Originally Posted by
CornedBee
Have you checked in the assembly that all functions actually get inlined?
Code:
$L1093:
; 65 : for(n = 0; n < 60; n++)
; 66 : for(i = 0; i < 10000; i++)
; 67 : a(j, n);
mov eax, DWORD PTR _j$[esp+32]
cdq
xor esi, esi
mov ebp, eax
mov DWORD PTR $T1180[esp+36], edx
$L1096:
mov eax, 1
xor edx, edx
mov ecx, esi
call __allshl
mov edi, eax
mov eax, DWORD PTR $T1180[esp+36]
mov ebx, edx
and edi, ebp
and ebx, eax
mov DWORD PTR tv473[esp+32], 10000 ; 00002710H
$L1099:
mov ecx, edi
or ecx, ebx
je SHORT $L1100
lea ecx, DWORD PTR [esi+1]
mov eax, 1
xor edx, edx
call __allshl
mov ecx, DWORD PTR $T1180[esp+36]
and eax, ebp
and edx, ecx
or eax, edx
jne SHORT $L1100
inc DWORD PTR ?c1@@3HA ; c1
$L1100:
dec DWORD PTR tv473[esp+32]
jne SHORT $L1099
inc esi
cmp esi, 60 ; 0000003cH
jl SHORT $L1096
mov eax, DWORD PTR _j$[esp+32]
inc eax
cmp eax, 1000 ; 000003e8H
mov DWORD PTR _j$[esp+32], eax
jl SHORT $L1093
; 68 : report("a");
push OFFSET FLAT:??_C@_01MCMALHOG@a?$AA@
call ?report@@YAXPAD@Z ; report
add esp, 4
This is the code for "calling" a(), as you can see by the included C comments.
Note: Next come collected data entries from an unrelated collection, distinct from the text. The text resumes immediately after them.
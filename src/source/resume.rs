//! Reconnecting wrapper for remote byte streams
//!
//! Feeds the transcoding stage. A transient mid-stream failure re-opens the
//! remote stream at the byte offset already consumed, waiting an
//! exponentially growing (capped) delay between attempts. The attempt budget
//! refills after successful progress, so only a sustained outage exhausts it;
//! exhaustion is reported as a stream item error, reaching whoever is
//! consuming the audio rather than the original `acquire` call.

use crate::remote::models::Encoding;
use crate::remote::RemoteSource;
use crate::source::ByteStream;
use futures_util::{stream, StreamExt};
use std::io;
use std::sync::Arc;
use std::time::Duration;
use tracing::{debug, warn};

const LOG_TARGET: &str = "resono::source::resume";

/// Reconnect limits for an interrupted remote stream.
#[derive(Debug, Clone, Copy)]
pub struct ReconnectBudget {
    pub max_attempts: u32,
    pub base_delay: Duration,
    pub delay_cap: Duration,
}

impl Default for ReconnectBudget {
    fn default() -> Self {
        ReconnectBudget {
            max_attempts: 5,
            base_delay: Duration::from_millis(250),
            delay_cap: Duration::from_secs(5),
        }
    }
}

impl ReconnectBudget {
    /// Budget taken from the configured reconnect limits.
    pub fn from_settings(settings: &crate::config::Settings) -> Self {
        ReconnectBudget {
            max_attempts: settings.reconnect_max_attempts,
            base_delay: Duration::from_millis(settings.reconnect_base_delay_ms),
            delay_cap: Duration::from_millis(settings.reconnect_delay_cap_ms),
        }
    }

    fn delay_for(&self, used_attempts: u32) -> Duration {
        let factor = 1u32 << used_attempts.min(16);
        self.base_delay.saturating_mul(factor).min(self.delay_cap)
    }
}

struct ResumeState {
    remote: Arc<dyn RemoteSource>,
    encoding: Encoding,
    budget: ReconnectBudget,
    offset: u64,
    used_attempts: u32,
    current: Option<ByteStream>,
    exhausted: bool,
}

/// Wraps `RemoteSource::fetch` into a stream that survives transient
/// interruptions by refetching from the consumed byte offset.
pub fn resumable_stream(
    remote: Arc<dyn RemoteSource>,
    encoding: Encoding,
    budget: ReconnectBudget,
) -> ByteStream {
    let state = ResumeState {
        remote,
        encoding,
        budget,
        offset: 0,
        used_attempts: 0,
        current: None,
        exhausted: false,
    };

    Box::pin(stream::unfold(state, |mut st| async move {
        if st.exhausted {
            return None;
        }
        loop {
            if st.current.is_none() {
                match st.remote.fetch(&st.encoding, st.offset).await {
                    Ok(stream) => {
                        st.current = Some(stream);
                    }
                    Err(e) => {
                        if st.used_attempts >= st.budget.max_attempts {
                            warn!(
                                target: LOG_TARGET,
                                "Reconnect budget exhausted after {} attempts at offset {}",
                                st.used_attempts,
                                st.offset
                            );
                            st.exhausted = true;
                            let err = io::Error::new(
                                io::ErrorKind::BrokenPipe,
                                format!("reconnect budget exhausted: {}", e),
                            );
                            return Some((Err(err), st));
                        }
                        let delay = st.budget.delay_for(st.used_attempts);
                        st.used_attempts += 1;
                        debug!(
                            target: LOG_TARGET,
                            "Reconnect attempt {} failed ({}); retrying in {:?}",
                            st.used_attempts,
                            e,
                            delay
                        );
                        tokio::time::sleep(delay).await;
                        continue;
                    }
                }
            }

            let next = match st.current.as_mut() {
                Some(stream) => stream.next().await,
                None => continue,
            };
            match next {
                Some(Ok(chunk)) => {
                    st.offset += chunk.len() as u64;
                    // Progress made; refill the budget for the next gap
                    st.used_attempts = 0;
                    return Some((Ok(chunk), st));
                }
                Some(Err(e)) => {
                    warn!(
                        target: LOG_TARGET,
                        "Stream interrupted at offset {}: {}", st.offset, e
                    );
                    st.current = None;
                    if st.used_attempts >= st.budget.max_attempts {
                        st.exhausted = true;
                        let err = io::Error::new(
                            io::ErrorKind::BrokenPipe,
                            format!("reconnect budget exhausted: {}", e),
                        );
                        return Some((Err(err), st));
                    }
                    let delay = st.budget.delay_for(st.used_attempts);
                    st.used_attempts += 1;
                    tokio::time::sleep(delay).await;
                    continue;
                }
                None => {
                    debug!(target: LOG_TARGET, "Remote stream complete at offset {}", st.offset);
                    return None;
                }
            }
        }
    }))
}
As discussed before, the long shift is not inlined - if you know of a way to make that happen, let me know. [One problem with "inlining" the 64-bit shift is that it's actually an external assembler function, so the compiler doesn't natively know how to do a 64-bit shift for some reason]. -- and before anyone says so, yes, I've tried "Max Optimization" as well as "Optimize for speed" - which are the two options most likely to make it work.
I also tried to write my own inline version of "shift64", but that was slower - because of the parameters passed to the inline function get stored in a temporary memory location and then retrieved from the memory location in the assembly code - short of writing the WHOLE function in assembler, there's nothing you can do about that - I've tried before!
[If the functions are NOT inlined, the time is roughly 8 seconds per function, and the calling overhead is much larger than the benefit/loss of any particular method of checking the bits].
--
Mats